The Squid Synapse: A Model for Chemical Transmission

  • Rodolfo R. Llinas
Oxford University Press: 1999. 224 pp. £49.95, $85
Axon at work: the squid's oversized neuron has contributed much to neurophysiology. Credit: J. L. ROTMAN/CORBIS

When it comes to contributing to our knowledge of neuronal function, no creature can surpass the squid. Its axon has enabled us to discover the ionic basis of electrical signalling, and its synapse has revealed the chemical signalling between neurons. Rodolfo Llinas' book summarizes what this invertebrate has told us about chemical synaptic transmission.

The author is a leading scientist in research fields ranging from cellular to system neurophysiology, and the first half of his book introduces readers to classic electrophysiological findings on chemical transmission, many of which cannot be found in general textbooks. The rest of the book is devoted to the molecular mechanisms of synaptic transmission, in particular the roles of synapsins and SNAREs in transmitter release.

Throughout, much emphasis is given to the key role of calcium, which is described with many original findings by the author and his collaborators. In this respect, the book may be regarded as the notebook of a scientist who has pursued the “painstaking deciphering of nature's small print”, as the author himself puts it. Despite the book's personal nature, it successfully reveals the current state of synaptic research and the direct approaches that have been used to build this up.
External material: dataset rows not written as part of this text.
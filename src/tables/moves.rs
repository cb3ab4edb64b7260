/// Move names by move index. Index zero is the empty move slot.
pub static MOVE_NAMES: [&str; 355] = [
    "",
    "Pound",
    "Karate Chop",
    "Double Slap",
    "Comet Punch",
    "Mega Punch",
    "Pay Day",
    "Fire Punch",
    "Ice Punch",
    "Thunder Punch",
    "Scratch",
    "Vice Grip",
    "Guillotine",
    "Razor Wind",
    "Swords Dance",
    "Cut",
    "Gust",
    "Wing Attack",
    "Whirlwind",
    "Fly",
    "Bind",
    "Slam",
    "Vine Whip",
    "Stomp",
    "Double Kick",
    "Mega Kick",
    "Jump Kick",
    "Rolling Kick",
    "Sand Attack",
    "Headbutt",
    "Horn Attack",
    "Fury Attack",
    "Horn Drill",
    "Tackle",
    "Body Slam",
    "Wrap",
    "Take Down",
    "Thrash",
    "Double-Edge",
    "Tail Whip",
    "Poison Sting",
    "Twineedle",
    "Pin Missile",
    "Leer",
    "Bite",
    "Growl",
    "Roar",
    "Sing",
    "Supersonic",
    "Sonic Boom",
    "Disable",
    "Acid",
    "Ember",
    "Flamethrower",
    "Mist",
    "Water Gun",
    "Hydro Pump",
    "Surf",
    "Ice Beam",
    "Blizzard",
    "Psybeam",
    "Bubble Beam",
    "Aurora Beam",
    "Hyper Beam",
    "Peck",
    "Drill Peck",
    "Submission",
    "Low Kick",
    "Counter",
    "Seismic Toss",
    "Strength",
    "Absorb",
    "Mega Drain",
    "Leech Seed",
    "Growth",
    "Razor Leaf",
    "Solar Beam",
    "Poison Powder",
    "Stun Spore",
    "Sleep Powder",
    "Petal Dance",
    "String Shot",
    "Dragon Rage",
    "Fire Spin",
    "Thunder Shock",
    "Thunderbolt",
    "Thunder Wave",
    "Thunder",
    "Rock Throw",
    "Earthquake",
    "Fissure",
    "Dig",
    "Toxic",
    "Confusion",
    "Psychic",
    "Hypnosis",
    "Meditate",
    "Agility",
    "Quick Attack",
    "Rage",
    "Teleport",
    "Night Shade",
    "Mimic",
    "Screech",
    "Double Team",
    "Recover",
    "Harden",
    "Minimize",
    "Smokescreen",
    "Confuse Ray",
    "Withdraw",
    "Defense Curl",
    "Barrier",
    "Light Screen",
    "Haze",
    "Reflect",
    "Focus Energy",
    "Bide",
    "Metronome",
    "Mirror Move",
    "Self-Destruct",
    "Egg Bomb",
    "Lick",
    "Smog",
    "Sludge",
    "Bone Club",
    "Fire Blast",
    "Waterfall",
    "Clamp",
    "Swift",
    "Skull Bash",
    "Spike Cannon",
    "Constrict",
    "Amnesia",
    "Kinesis",
    "Soft-Boiled",
    "High Jump Kick",
    "Glare",
    "Dream Eater",
    "Poison Gas",
    "Barrage",
    "Leech Life",
    "Lovely Kiss",
    "Sky Attack",
    "Transform",
    "Bubble",
    "Dizzy Punch",
    "Spore",
    "Flash",
    "Psywave",
    "Splash",
    "Acid Armor",
    "Crabhammer",
    "Explosion",
    "Fury Swipes",
    "Bonemerang",
    "Rest",
    "Rock Slide",
    "Hyper Fang",
    "Sharpen",
    "Conversion",
    "Tri Attack",
    "Super Fang",
    "Slash",
    "Substitute",
    "Struggle",
    "Sketch",
    "Triple Kick",
    "Thief",
    "Spider Web",
    "Mind Reader",
    "Nightmare",
    "Flame Wheel",
    "Snore",
    "Curse",
    "Flail",
    "Conversion 2",
    "Aeroblast",
    "Cotton Spore",
    "Reversal",
    "Spite",
    "Powder Snow",
    "Protect",
    "Mach Punch",
    "Scary Face",
    "Feint Attack",
    "Sweet Kiss",
    "Belly Drum",
    "Sludge Bomb",
    "Mud-Slap",
    "Octazooka",
    "Spikes",
    "Zap Cannon",
    "Foresight",
    "Destiny Bond",
    "Perish Song",
    "Icy Wind",
    "Detect",
    "Bone Rush",
    "Lock-On",
    "Outrage",
    "Sandstorm",
    "Giga Drain",
    "Endure",
    "Charm",
    "Rollout",
    "False Swipe",
    "Swagger",
    "Milk Drink",
    "Spark",
    "Fury Cutter",
    "Steel Wing",
    "Mean Look",
    "Attract",
    "Sleep Talk",
    "Heal Bell",
    "Return",
    "Present",
    "Frustration",
    "Safeguard",
    "Pain Split",
    "Sacred Fire",
    "Magnitude",
    "Dynamic Punch",
    "Megahorn",
    "Dragon Breath",
    "Baton Pass",
    "Encore",
    "Pursuit",
    "Rapid Spin",
    "Sweet Scent",
    "Iron Tail",
    "Metal Claw",
    "Vital Throw",
    "Morning Sun",
    "Synthesis",
    "Moonlight",
    "Hidden Power",
    "Cross Chop",
    "Twister",
    "Rain Dance",
    "Sunny Day",
    "Crunch",
    "Mirror Coat",
    "Psych Up",
    "Extreme Speed",
    "Ancient Power",
    "Shadow Ball",
    "Future Sight",
    "Rock Smash",
    "Whirlpool",
    "Beat Up",
    "Fake Out",
    "Uproar",
    "Stockpile",
    "Spit Up",
    "Swallow",
    "Heat Wave",
    "Hail",
    "Torment",
    "Flatter",
    "Will-O-Wisp",
    "Memento",
    "Facade",
    "Focus Punch",
    "Smelling Salts",
    "Follow Me",
    "Nature Power",
    "Charge",
    "Taunt",
    "Helping Hand",
    "Trick",
    "Role Play",
    "Wish",
    "Assist",
    "Ingrain",
    "Superpower",
    "Magic Coat",
    "Recycle",
    "Revenge",
    "Brick Break",
    "Yawn",
    "Knock Off",
    "Endeavor",
    "Eruption",
    "Skill Swap",
    "Imprison",
    "Refresh",
    "Grudge",
    "Snatch",
    "Secret Power",
    "Dive",
    "Arm Thrust",
    "Camouflage",
    "Tail Glow",
    "Luster Purge",
    "Mist Ball",
    "Feather Dance",
    "Teeter Dance",
    "Blaze Kick",
    "Mud Sport",
    "Ice Ball",
    "Needle Arm",
    "Slack Off",
    "Hyper Voice",
    "Poison Fang",
    "Crush Claw",
    "Blast Burn",
    "Hydro Cannon",
    "Meteor Mash",
    "Astonish",
    "Weather Ball",
    "Aromatherapy",
    "Fake Tears",
    "Air Cutter",
    "Overheat",
    "Odor Sleuth",
    "Rock Tomb",
    "Silver Wind",
    "Metal Sound",
    "Grass Whistle",
    "Tickle",
    "Cosmic Power",
    "Water Spout",
    "Signal Beam",
    "Shadow Punch",
    "Extrasensory",
    "Sky Uppercut",
    "Sand Tomb",
    "Sheer Cold",
    "Muddy Water",
    "Bullet Seed",
    "Aerial Ace",
    "Icicle Spear",
    "Iron Defense",
    "Block",
    "Howl",
    "Dragon Claw",
    "Frenzy Plant",
    "Bulk Up",
    "Bounce",
    "Mud Shot",
    "Poison Tail",
    "Covet",
    "Volt Tackle",
    "Magical Leaf",
    "Water Sport",
    "Calm Mind",
    "Leaf Blade",
    "Dragon Dance",
    "Rock Blast",
    "Shock Wave",
    "Water Pulse",
    "Doom Desire",
    "Psycho Boost",
];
It should therefore attract a wide audience, particularly those interested in listening to nature directly rather than passively accepting current paradigms.

Finally, the book comes with a CD-Rom containing an excellent program of a synaptic model. The program enables one to perform ‘virtual’ recordings from a presynaptic terminal and postsynaptic target cell, and to test the effects of manipulating various parameters such as intracellular and extracellular calcium concentrations or the shape and size of presynaptic action potentials. This program will surely attract young students, as well as researchers, who are interested in computer simulations of neuronal function. This model also reminds us of the dynamic aspects of synaptic function and that individual neurons are not merely passive elements in neuronal networks, but actively influence brain function through synaptic modulation.